Here are some entries. Repeat all of them exactly.

Saved data entries
--------
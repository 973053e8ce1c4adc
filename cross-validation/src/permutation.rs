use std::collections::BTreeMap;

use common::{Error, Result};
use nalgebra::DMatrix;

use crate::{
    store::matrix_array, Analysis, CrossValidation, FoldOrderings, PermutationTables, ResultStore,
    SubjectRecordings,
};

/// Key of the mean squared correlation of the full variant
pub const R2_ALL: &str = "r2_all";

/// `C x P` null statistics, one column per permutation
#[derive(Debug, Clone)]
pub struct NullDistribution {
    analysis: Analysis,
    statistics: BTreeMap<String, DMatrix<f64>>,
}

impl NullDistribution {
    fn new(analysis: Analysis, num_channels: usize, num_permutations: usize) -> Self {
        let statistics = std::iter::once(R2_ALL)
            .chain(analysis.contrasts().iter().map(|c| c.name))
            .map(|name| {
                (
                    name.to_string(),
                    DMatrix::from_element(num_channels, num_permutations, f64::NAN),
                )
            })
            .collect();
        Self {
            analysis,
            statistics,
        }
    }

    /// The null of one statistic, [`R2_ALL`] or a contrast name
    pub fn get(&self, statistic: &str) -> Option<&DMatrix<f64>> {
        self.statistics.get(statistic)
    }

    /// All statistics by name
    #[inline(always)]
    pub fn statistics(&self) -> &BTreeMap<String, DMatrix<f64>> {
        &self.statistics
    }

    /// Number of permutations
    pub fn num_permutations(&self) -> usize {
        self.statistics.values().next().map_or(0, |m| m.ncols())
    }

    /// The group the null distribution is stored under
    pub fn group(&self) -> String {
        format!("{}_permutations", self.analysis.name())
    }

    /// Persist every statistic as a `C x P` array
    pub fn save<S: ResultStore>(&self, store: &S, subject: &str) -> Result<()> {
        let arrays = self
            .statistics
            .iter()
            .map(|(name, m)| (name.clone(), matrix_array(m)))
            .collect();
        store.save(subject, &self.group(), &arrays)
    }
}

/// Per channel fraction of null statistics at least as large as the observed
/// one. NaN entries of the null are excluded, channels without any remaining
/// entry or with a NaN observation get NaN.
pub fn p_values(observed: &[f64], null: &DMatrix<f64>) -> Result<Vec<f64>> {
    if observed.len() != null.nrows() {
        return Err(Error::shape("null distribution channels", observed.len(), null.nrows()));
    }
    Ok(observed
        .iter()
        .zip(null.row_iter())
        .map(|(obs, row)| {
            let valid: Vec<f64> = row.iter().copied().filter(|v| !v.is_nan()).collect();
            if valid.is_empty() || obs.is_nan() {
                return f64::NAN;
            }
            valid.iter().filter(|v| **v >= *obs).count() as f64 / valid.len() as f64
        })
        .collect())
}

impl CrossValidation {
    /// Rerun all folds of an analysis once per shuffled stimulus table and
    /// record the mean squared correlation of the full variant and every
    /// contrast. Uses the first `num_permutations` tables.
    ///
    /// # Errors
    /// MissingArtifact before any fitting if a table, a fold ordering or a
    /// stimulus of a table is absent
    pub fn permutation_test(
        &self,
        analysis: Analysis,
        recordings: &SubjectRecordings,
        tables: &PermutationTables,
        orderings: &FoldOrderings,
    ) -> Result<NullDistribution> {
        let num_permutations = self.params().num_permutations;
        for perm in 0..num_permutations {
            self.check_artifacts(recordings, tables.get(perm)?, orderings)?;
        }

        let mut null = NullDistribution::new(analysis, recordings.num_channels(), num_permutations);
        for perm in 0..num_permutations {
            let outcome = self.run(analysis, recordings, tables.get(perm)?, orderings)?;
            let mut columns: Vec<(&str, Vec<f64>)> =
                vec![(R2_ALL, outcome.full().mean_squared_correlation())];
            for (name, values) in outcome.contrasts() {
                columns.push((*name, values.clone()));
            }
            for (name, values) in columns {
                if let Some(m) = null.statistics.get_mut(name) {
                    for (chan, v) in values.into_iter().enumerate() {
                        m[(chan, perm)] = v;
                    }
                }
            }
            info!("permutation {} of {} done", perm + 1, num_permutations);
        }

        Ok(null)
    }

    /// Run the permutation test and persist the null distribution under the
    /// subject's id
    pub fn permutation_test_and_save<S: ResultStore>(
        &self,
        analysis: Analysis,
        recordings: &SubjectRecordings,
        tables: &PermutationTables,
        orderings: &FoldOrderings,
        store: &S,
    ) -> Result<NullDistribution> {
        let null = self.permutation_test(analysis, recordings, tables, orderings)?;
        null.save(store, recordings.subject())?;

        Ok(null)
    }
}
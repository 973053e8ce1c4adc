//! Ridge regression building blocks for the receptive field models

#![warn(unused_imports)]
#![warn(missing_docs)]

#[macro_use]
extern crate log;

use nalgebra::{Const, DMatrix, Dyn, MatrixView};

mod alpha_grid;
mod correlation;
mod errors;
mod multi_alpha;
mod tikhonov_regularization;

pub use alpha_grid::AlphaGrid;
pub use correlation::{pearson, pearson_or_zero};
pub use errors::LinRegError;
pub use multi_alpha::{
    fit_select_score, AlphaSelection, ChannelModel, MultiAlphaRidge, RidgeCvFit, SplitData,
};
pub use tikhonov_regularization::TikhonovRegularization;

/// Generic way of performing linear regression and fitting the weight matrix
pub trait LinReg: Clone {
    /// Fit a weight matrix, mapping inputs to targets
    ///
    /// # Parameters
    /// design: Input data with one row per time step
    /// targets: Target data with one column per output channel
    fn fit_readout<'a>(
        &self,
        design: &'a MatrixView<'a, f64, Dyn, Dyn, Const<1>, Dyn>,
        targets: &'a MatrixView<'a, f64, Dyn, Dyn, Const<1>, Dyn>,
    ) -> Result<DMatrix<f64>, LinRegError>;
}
--------
* [TASK ANSWER]:
repository 973053e8ce1c4adc
filename cross-validation/src/permutation.rs
use std::collections::BTreeMap;

use common::{Error, Result};
use nalgebra::DMatrix;

use crate::{
    store::matrix_array, Analysis, CrossValidation, FoldOrderings, PermutationTables, ResultStore,
    SubjectRecordings,
};

/// Key of the mean squared correlation of the full variant
pub const R2_ALL: &str = "r2_all";

/// `C x P` null statistics, one column per permutation
#[derive(Debug, Clone)]
pub struct NullDistribution {
    analysis: Analysis,
    statistics: BTreeMap<String, DMatrix<f64>>,
}

impl NullDistribution {
    fn new(analysis: Analysis, num_channels: usize, num_permutations: usize) -> Self {
        let statistics = std::iter::once(R2_ALL)
            .chain(analysis.contrasts().iter().map(|c| c.name))
            .map(|name| {
                (
                    name.to_string(),
                    DMatrix::from_element(num_channels, num_permutations, f64::NAN),
                )
            })
            .collect();
        Self {
            analysis,
            statistics,
        }
    }

    /// The null of one statistic, [`R2_ALL`] or a contrast name
    pub fn get(&self, statistic: &str) -> Option<&DMatrix<f64>> {
        self.statistics.get(statistic)
    }

    /// All statistics by name
    #[inline(always)]
    pub fn statistics(&self) -> &BTreeMap<String, DMatrix<f64>> {
        &self.statistics
    }

    /// Number of permutations
    pub fn num_permutations(&self) -> usize {
        self.statistics.values().next().map_or(0, |m| m.ncols())
    }

    /// The group the null distribution is stored under
    pub fn group(&self) -> String {
        format!("{}_permutations", self.analysis.name())
    }

    /// Persist every statistic as a `C x P` array
    pub fn save<S: ResultStore>(&self, store: &S, subject: &str) -> Result<()> {
        let arrays = self
            .statistics
            .iter()
            .map(|(name, m)| (name.clone(), matrix_array(m)))
            .collect();
        store.save(subject, &self.group(), &arrays)
    }
}

/// Per channel fraction of null statistics at least as large as the observed
/// one. NaN entries of the null are excluded, channels without any remaining
/// entry or with a NaN observation get NaN.
pub fn p_values(observed: &[f64], null: &DMatrix<f64>) -> Result<Vec<f64>> {
    if observed.len() != null.nrows() {
        return Err(Error::shape("null distribution channels", observed.len(), null.nrows()));
    }
    Ok(observed
        .iter()
        .zip(null.row_iter())
        .map(|(obs, row)| {
            let valid: Vec<f64> = row.iter().copied().filter(|v| !v.is_nan()).collect();
            if valid.is_empty() || obs.is_nan() {
                return f64::NAN;
            }
            valid.iter().filter(|v| **v >= *obs).count() as f64 / valid.len() as f64
        })
        .collect())
}

impl CrossValidation {
    /// Rerun all folds of an analysis once per shuffled stimulus table and
    /// record the mean squared correlation of the full variant and every
    /// contrast. Uses the first `num_permutations` tables.
    ///
    /// # Errors
    /// MissingArtifact before any fitting if a table, a fold ordering or a
    /// stimulus of a table is absent
    pub fn permutation_test(
        &self,
        analysis: Analysis,
        recordings: &SubjectRecordings,
        tables: &PermutationTables,
        orderings: &FoldOrderings,
    ) -> Result<NullDistribution> {
        let num_permutations = self.params().num_permutations;
        for perm in 0..num_permutations {
            self.check_artifacts(recordings, tables.get(perm)?, orderings)?;
        }

        let mut null = NullDistribution::new(analysis, recordings.num_channels(), num_permutations);
        for perm in 0..num_permutations {
            let outcome = self.run(analysis, recordings, tables.get(perm)?, orderings)?;
            let mut columns: Vec<(&str, Vec<f64>)> =
                vec![(R2_ALL, outcome.full().mean_squared_correlation())];
            for (name, values) in outcome.contrasts() {
                columns.push((*name, values.clone()));
            }
            for (name, values) in columns {
                if let Some(m) = null.statistics.get_mut(name) {
                    for (chan, v) in values.into_iter().enumerate() {
                        m[(chan, perm)] = v;
                    }
                }
            }
            info!("permutation {} of {} done", perm + 1, num_permutations);
        }

        Ok(null)
    }

    /// Run the permutation test and persist the null distribution under the
    /// subject's id
    pub fn permutation_test_and_save<S: ResultStore>(
        &self,
        analysis: Analysis,
        recordings: &SubjectRecordings,
        tables: &PermutationTables,
        orderings: &FoldOrderings,
        store: &S,
    ) -> Result<NullDistribution> {
        let null = self.permutation_test(analysis, recordings, tables, orderings)?;
        null.save(store, recordings.subject())?;

        Ok(null)
    }
}
repository 973053e8ce1c4adc
//! Ridge regression building blocks for the receptive field models

#![warn(unused_imports)]
#![warn(missing_docs)]

#[macro_use]
extern crate log;

use nalgebra::{Const, DMatrix, Dyn, MatrixView};

mod alpha_grid;
mod correlation;
mod errors;
mod multi_alpha;
mod tikhonov_regularization;

pub use alpha_grid::AlphaGrid;
pub use correlation::{pearson, pearson_or_zero};
pub use errors::LinRegError;
pub use multi_alpha::{
    fit_select_score, AlphaSelection, ChannelModel, MultiAlphaRidge, RidgeCvFit, SplitData,
};
pub use tikhonov_regularization::TikhonovRegularization;

/// Generic way of performing linear regression and fitting the weight matrix
pub trait LinReg: Clone {
    /// Fit a weight matrix, mapping inputs to targets
    ///
    /// # Parameters
    /// design: Input data with one row per time step
    /// targets: Target data with one column per output channel
    fn fit_readout<'a>(
        &self,
        design: &'a MatrixView<'a, f64, Dyn, Dyn, Const<1>, Dyn>,
        targets: &'a MatrixView<'a, f64, Dyn, Dyn, Const<1>, Dyn>,
    ) -> Result<DMatrix<f64>, LinRegError>;
}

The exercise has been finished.